Prompt:
Go line by line through the entries below and count those containing the string "fused"; give only the count.

(Dataset entries)
━━━━━━━━━━

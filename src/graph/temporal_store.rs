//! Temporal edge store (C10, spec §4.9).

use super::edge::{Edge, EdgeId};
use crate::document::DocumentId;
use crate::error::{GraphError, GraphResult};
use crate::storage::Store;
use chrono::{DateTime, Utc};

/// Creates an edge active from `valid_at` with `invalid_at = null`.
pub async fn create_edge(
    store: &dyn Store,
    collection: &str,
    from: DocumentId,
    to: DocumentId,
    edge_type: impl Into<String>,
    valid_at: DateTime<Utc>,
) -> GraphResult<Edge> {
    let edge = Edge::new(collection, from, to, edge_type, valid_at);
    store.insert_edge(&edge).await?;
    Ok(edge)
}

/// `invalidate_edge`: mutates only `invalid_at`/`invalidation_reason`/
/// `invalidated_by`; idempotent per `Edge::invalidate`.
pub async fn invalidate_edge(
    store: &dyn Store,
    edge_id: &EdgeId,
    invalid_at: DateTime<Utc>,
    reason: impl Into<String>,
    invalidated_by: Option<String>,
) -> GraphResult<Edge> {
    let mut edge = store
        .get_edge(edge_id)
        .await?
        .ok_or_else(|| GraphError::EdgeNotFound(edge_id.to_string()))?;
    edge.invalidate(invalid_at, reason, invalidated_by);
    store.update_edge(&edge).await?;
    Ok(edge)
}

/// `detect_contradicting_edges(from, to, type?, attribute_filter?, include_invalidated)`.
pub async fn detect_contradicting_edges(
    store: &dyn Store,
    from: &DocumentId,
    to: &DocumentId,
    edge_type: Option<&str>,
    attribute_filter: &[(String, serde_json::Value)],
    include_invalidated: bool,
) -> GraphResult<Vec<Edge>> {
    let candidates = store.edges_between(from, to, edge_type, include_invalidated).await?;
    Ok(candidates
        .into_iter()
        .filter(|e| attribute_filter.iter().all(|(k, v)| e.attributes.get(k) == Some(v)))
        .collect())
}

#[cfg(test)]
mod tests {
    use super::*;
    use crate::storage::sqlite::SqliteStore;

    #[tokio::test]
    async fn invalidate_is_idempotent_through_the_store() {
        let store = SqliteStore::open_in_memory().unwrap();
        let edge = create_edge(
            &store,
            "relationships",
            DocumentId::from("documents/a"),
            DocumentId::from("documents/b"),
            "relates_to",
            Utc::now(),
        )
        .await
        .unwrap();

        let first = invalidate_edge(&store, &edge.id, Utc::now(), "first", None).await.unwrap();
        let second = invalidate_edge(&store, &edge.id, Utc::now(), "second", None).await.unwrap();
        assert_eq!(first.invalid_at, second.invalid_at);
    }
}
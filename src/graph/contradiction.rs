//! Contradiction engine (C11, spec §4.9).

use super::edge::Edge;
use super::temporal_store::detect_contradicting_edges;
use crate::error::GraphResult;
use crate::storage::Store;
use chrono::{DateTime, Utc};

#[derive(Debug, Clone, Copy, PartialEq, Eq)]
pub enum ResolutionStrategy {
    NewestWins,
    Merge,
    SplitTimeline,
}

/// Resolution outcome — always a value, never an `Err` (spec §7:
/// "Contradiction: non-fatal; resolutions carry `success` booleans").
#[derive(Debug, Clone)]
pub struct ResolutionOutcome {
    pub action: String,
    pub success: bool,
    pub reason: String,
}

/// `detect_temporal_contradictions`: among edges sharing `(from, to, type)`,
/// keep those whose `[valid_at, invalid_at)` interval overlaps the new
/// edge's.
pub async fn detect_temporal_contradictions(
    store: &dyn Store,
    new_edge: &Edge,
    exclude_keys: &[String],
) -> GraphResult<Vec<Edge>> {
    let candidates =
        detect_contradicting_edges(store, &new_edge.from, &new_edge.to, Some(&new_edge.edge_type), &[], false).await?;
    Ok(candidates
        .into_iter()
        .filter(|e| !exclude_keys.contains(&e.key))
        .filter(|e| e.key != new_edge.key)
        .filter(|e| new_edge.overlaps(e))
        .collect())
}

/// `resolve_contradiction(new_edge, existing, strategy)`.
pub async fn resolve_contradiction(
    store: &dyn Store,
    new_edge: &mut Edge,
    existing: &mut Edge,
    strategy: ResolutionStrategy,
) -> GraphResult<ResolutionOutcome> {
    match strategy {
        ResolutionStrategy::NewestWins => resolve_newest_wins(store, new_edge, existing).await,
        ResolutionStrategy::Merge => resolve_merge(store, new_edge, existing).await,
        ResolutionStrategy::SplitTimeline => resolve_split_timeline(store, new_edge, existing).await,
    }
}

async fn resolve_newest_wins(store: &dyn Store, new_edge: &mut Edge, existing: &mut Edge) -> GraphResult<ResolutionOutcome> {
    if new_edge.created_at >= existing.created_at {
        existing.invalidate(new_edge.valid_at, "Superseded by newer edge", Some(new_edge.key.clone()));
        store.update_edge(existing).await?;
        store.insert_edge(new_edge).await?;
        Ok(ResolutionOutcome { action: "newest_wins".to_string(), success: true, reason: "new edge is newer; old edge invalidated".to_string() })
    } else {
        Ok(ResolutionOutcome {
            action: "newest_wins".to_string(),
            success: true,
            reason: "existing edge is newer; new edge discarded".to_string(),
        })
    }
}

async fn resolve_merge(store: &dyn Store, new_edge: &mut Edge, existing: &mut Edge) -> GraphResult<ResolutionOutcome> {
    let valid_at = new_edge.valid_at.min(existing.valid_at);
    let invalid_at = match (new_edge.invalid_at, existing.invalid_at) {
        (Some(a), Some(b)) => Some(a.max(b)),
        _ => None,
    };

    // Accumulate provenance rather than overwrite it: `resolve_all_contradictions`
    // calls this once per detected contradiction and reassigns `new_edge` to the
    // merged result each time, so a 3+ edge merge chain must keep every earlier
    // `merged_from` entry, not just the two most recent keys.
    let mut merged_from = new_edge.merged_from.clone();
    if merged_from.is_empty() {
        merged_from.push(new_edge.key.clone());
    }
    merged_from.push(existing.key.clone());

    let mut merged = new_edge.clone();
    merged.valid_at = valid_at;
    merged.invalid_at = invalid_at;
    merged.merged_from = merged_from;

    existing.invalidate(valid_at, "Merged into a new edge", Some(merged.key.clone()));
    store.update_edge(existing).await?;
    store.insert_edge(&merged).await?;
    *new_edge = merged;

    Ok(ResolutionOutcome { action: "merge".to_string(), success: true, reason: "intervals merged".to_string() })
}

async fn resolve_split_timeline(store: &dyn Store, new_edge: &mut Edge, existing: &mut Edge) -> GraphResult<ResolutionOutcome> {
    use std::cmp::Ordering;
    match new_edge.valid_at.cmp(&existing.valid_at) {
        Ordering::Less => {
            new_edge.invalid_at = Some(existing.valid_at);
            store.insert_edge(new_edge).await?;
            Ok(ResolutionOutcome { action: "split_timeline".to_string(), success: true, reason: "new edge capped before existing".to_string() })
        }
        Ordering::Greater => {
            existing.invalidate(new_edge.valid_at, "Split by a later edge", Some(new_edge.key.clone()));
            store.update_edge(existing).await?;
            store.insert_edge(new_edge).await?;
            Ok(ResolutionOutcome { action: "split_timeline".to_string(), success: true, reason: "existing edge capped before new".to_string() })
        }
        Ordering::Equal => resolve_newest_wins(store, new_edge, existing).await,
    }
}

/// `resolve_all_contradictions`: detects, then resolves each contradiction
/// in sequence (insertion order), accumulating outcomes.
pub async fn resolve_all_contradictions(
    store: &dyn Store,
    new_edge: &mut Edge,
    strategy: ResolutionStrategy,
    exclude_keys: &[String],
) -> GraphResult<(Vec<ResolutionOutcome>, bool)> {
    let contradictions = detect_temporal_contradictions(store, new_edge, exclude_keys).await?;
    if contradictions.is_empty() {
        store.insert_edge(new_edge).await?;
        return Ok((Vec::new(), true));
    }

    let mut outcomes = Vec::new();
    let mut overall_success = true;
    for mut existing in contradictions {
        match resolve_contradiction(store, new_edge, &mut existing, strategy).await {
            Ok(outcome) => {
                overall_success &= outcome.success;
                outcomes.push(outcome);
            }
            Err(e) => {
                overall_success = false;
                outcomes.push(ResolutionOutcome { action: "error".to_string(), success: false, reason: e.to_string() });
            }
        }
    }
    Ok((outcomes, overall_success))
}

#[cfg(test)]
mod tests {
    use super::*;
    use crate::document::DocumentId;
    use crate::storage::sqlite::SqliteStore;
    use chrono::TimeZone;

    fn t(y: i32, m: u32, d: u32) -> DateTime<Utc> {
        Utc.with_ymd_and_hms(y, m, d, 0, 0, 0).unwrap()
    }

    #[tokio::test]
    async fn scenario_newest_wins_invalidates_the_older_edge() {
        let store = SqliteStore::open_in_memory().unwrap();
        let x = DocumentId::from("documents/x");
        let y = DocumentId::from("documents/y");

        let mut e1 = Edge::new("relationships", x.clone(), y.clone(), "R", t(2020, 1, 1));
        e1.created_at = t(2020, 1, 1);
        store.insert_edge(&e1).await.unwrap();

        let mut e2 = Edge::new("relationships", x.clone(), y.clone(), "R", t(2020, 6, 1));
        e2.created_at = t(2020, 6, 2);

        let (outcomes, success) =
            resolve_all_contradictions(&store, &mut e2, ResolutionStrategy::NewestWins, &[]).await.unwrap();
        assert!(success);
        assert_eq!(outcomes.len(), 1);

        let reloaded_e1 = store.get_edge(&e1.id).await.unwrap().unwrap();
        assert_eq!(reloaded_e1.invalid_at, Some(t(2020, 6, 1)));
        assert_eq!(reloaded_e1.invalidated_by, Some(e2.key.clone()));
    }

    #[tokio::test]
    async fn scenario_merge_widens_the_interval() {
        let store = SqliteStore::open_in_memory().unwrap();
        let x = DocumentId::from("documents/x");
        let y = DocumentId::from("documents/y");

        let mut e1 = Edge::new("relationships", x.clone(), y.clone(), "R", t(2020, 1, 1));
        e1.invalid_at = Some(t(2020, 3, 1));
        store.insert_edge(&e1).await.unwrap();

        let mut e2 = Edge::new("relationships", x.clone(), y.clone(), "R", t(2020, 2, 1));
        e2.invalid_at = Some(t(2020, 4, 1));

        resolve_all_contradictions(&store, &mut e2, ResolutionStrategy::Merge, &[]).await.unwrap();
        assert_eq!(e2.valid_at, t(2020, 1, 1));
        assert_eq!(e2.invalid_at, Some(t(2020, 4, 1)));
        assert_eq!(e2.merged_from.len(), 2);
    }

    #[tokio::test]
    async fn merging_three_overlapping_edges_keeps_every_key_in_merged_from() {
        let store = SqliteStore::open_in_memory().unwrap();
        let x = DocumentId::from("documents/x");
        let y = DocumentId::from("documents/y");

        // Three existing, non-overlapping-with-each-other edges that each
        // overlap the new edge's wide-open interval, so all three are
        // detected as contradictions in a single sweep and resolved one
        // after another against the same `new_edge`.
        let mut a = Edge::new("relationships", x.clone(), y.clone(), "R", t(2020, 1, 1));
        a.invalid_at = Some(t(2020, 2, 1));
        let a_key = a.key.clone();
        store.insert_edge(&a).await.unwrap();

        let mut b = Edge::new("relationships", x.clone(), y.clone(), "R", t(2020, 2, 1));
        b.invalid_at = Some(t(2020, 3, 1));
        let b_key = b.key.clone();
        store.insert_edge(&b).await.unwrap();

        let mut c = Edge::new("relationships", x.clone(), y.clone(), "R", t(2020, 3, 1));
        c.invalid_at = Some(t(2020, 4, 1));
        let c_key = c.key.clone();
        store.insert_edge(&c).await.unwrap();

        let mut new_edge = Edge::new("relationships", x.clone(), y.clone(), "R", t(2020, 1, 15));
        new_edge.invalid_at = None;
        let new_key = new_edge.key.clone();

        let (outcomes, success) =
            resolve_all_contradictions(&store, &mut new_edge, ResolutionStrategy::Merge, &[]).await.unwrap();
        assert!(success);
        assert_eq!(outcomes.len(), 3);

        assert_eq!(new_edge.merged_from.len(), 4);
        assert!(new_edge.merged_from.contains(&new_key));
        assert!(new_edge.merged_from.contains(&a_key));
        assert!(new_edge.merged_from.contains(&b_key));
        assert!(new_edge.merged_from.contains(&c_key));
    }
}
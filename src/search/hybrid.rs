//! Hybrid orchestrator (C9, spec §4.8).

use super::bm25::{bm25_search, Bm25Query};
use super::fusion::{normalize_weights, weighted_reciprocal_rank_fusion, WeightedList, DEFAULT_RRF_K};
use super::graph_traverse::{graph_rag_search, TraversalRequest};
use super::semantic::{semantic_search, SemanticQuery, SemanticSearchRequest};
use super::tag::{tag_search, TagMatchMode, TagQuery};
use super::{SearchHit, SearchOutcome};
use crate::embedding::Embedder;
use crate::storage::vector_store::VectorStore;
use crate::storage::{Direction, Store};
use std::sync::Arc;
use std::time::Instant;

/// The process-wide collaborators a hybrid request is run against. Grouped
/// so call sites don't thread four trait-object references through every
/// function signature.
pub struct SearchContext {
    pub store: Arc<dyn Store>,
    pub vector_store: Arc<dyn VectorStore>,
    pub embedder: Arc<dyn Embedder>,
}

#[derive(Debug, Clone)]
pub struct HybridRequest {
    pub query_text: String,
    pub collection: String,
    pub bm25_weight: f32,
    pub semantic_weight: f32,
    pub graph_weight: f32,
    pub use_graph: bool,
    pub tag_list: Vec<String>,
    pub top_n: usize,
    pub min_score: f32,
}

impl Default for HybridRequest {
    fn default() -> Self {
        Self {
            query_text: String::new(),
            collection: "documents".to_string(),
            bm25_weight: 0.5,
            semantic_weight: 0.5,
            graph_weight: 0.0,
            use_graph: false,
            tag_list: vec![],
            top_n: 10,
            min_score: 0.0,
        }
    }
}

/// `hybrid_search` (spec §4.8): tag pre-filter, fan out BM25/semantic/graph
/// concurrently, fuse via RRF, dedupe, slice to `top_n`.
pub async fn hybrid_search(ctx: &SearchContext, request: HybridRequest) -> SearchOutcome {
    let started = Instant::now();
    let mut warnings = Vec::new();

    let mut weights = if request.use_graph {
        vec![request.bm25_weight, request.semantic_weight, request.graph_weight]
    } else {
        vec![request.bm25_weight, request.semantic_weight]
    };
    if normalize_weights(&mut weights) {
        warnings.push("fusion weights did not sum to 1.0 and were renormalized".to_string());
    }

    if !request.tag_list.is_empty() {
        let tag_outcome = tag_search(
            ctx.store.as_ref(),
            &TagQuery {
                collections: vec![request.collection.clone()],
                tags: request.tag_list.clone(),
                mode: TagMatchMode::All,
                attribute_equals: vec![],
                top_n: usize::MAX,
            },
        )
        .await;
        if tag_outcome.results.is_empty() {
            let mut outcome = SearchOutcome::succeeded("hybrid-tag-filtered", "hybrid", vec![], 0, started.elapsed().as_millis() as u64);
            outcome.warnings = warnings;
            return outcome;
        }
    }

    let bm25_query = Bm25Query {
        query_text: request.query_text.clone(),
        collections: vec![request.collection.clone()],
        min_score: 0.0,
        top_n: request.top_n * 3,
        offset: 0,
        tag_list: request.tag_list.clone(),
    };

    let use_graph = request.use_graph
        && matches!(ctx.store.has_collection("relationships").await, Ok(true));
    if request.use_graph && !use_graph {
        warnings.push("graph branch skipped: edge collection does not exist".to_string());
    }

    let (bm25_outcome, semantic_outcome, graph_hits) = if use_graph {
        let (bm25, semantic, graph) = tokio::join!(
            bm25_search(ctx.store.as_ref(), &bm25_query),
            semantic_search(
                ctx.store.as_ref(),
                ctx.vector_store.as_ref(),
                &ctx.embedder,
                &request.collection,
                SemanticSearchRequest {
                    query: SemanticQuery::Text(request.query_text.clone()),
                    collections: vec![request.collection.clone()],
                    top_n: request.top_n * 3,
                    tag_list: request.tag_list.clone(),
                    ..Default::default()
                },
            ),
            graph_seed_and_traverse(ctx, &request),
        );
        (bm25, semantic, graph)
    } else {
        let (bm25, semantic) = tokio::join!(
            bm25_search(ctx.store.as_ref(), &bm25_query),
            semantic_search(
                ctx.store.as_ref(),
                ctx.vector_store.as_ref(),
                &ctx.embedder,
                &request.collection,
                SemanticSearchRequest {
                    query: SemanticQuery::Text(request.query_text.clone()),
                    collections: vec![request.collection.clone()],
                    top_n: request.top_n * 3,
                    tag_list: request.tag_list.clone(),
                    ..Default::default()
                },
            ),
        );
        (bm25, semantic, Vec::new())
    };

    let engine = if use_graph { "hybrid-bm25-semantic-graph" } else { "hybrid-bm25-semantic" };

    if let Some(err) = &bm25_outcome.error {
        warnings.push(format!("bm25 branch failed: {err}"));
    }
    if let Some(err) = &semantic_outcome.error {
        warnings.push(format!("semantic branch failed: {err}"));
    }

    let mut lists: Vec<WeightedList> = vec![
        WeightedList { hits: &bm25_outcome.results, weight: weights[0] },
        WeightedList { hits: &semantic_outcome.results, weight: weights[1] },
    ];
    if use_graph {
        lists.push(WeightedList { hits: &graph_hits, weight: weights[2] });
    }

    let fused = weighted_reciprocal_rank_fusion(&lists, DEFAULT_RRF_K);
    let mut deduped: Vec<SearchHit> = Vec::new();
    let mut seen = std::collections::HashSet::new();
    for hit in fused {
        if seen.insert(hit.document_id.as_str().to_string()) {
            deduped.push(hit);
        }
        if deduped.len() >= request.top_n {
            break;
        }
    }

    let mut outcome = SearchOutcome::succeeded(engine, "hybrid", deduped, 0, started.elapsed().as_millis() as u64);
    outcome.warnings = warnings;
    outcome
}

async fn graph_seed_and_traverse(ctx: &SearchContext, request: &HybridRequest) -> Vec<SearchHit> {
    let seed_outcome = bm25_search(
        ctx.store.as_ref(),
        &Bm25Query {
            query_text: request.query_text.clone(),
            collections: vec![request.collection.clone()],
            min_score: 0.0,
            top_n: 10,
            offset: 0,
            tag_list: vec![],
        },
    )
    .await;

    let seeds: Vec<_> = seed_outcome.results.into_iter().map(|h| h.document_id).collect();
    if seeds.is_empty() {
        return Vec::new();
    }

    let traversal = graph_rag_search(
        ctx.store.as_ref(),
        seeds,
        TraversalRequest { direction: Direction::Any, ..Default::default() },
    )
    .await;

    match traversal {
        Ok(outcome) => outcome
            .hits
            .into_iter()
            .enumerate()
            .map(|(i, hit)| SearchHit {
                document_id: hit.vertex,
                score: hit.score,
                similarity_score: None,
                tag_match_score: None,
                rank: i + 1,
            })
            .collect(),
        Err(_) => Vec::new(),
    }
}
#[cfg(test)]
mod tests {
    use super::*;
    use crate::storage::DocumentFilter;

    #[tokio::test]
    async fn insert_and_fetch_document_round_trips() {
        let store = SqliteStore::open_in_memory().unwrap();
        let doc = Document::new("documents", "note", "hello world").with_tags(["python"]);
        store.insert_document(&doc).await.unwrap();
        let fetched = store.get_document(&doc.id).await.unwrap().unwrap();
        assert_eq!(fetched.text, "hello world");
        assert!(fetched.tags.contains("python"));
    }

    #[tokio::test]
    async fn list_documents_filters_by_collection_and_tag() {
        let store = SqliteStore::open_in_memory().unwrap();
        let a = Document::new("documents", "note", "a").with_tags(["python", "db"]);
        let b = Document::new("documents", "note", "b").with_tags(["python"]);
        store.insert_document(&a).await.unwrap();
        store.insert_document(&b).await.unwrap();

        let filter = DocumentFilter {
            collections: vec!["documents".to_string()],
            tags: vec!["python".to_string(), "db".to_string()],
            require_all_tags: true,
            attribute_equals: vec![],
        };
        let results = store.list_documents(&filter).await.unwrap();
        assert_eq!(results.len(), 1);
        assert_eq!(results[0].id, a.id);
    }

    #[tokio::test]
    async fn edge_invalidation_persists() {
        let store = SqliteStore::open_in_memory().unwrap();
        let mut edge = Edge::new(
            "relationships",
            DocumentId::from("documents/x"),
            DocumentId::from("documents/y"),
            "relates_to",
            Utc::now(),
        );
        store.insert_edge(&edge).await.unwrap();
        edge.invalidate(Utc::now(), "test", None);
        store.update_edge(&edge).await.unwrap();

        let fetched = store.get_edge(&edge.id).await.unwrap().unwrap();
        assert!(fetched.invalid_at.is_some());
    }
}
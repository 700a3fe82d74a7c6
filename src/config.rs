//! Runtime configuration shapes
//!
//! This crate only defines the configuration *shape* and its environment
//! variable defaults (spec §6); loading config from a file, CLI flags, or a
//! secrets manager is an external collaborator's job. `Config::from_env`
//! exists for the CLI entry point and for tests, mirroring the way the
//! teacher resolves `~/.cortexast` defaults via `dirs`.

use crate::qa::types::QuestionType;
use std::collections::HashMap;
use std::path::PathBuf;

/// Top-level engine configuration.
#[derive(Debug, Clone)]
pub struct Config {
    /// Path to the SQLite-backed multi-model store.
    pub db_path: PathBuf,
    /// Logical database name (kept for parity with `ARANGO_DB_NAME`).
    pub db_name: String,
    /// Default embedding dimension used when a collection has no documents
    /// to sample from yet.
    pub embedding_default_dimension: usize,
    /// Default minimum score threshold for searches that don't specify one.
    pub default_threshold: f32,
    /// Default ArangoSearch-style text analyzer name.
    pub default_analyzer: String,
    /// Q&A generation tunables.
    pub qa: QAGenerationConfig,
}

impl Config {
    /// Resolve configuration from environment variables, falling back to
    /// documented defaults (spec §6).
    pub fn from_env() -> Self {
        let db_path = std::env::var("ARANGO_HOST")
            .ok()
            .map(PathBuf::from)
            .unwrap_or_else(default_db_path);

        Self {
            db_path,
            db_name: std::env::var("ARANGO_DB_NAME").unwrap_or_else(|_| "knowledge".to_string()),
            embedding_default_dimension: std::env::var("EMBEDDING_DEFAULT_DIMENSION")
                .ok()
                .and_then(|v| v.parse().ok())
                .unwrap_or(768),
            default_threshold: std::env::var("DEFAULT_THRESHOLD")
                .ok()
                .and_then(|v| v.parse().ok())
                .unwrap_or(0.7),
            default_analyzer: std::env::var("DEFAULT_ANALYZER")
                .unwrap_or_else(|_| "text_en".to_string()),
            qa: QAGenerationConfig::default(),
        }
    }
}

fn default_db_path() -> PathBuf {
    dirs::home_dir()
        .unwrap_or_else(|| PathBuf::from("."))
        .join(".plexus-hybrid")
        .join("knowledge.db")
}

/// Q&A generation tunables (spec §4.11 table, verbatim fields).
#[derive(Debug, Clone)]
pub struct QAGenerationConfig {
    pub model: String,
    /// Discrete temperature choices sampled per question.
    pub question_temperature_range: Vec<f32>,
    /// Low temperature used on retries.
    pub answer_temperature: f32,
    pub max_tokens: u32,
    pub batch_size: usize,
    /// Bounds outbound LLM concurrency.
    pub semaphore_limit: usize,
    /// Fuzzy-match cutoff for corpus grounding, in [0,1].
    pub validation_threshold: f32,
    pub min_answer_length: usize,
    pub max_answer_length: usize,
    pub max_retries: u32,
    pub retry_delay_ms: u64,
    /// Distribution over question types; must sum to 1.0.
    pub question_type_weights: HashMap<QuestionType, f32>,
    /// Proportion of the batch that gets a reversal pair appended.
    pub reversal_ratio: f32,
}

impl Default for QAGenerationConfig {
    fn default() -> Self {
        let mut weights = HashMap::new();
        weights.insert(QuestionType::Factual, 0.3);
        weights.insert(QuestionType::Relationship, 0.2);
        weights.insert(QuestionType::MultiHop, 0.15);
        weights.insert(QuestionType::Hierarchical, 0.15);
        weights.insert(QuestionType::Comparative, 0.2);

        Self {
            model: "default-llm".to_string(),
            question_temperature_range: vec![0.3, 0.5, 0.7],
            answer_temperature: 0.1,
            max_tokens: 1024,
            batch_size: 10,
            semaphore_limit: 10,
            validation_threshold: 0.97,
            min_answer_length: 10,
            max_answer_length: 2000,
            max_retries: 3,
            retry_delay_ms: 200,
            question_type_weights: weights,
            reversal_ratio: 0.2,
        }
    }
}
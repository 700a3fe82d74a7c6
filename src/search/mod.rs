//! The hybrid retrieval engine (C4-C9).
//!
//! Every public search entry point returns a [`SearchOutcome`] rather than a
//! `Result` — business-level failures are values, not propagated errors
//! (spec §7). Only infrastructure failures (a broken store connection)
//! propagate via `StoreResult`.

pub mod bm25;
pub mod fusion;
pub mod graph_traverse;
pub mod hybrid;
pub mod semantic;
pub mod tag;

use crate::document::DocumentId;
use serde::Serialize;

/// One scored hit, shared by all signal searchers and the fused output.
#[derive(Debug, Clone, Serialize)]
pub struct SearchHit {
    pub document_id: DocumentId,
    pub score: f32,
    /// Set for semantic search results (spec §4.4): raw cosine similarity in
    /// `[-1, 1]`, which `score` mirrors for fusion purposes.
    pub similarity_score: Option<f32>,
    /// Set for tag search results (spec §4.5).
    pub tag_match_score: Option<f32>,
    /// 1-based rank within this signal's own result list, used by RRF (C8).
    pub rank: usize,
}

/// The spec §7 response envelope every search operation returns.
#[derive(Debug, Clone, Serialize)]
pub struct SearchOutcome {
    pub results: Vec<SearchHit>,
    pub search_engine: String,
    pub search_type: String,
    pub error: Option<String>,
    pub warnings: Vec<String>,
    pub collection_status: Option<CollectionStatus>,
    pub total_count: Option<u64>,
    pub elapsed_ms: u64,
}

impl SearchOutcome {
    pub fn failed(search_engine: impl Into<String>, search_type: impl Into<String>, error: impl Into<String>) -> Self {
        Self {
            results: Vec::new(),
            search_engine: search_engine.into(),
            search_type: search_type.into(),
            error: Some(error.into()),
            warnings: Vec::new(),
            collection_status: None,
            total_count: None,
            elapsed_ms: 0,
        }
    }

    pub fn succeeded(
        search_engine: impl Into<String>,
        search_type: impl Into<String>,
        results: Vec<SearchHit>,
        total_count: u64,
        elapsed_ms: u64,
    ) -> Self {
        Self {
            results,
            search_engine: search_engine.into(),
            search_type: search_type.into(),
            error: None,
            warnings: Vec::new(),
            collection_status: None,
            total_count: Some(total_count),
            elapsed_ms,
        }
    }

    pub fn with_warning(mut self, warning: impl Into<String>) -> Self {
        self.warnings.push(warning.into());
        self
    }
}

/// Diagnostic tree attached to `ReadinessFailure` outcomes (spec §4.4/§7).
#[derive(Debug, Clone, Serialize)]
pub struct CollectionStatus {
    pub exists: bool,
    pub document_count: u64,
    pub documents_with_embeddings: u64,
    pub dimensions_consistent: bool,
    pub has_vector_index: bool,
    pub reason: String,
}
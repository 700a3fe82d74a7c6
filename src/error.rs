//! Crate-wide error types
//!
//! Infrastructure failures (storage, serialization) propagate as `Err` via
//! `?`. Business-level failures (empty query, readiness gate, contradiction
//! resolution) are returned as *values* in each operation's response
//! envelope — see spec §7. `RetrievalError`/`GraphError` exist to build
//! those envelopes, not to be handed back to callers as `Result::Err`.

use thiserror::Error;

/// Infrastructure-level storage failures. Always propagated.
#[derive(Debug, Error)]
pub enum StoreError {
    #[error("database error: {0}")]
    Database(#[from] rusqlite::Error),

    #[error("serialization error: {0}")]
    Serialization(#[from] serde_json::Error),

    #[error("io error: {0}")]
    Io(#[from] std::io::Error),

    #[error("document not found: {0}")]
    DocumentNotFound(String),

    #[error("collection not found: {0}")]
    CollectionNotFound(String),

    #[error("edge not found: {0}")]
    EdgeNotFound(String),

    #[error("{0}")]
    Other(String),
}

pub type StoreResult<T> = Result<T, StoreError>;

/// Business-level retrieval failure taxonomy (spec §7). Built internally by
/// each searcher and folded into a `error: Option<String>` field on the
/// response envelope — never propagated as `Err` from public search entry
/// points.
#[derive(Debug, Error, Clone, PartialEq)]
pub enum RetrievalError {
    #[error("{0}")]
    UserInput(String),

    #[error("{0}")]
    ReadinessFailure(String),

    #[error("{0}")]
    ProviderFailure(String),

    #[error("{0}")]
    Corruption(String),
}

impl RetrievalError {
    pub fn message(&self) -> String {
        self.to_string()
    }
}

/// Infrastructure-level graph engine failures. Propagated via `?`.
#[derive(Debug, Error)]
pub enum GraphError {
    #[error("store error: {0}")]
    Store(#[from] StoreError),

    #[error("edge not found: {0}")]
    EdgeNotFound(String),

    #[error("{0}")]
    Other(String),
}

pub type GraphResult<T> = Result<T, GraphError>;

━━━━━━━━━━

Response to the exercise:
3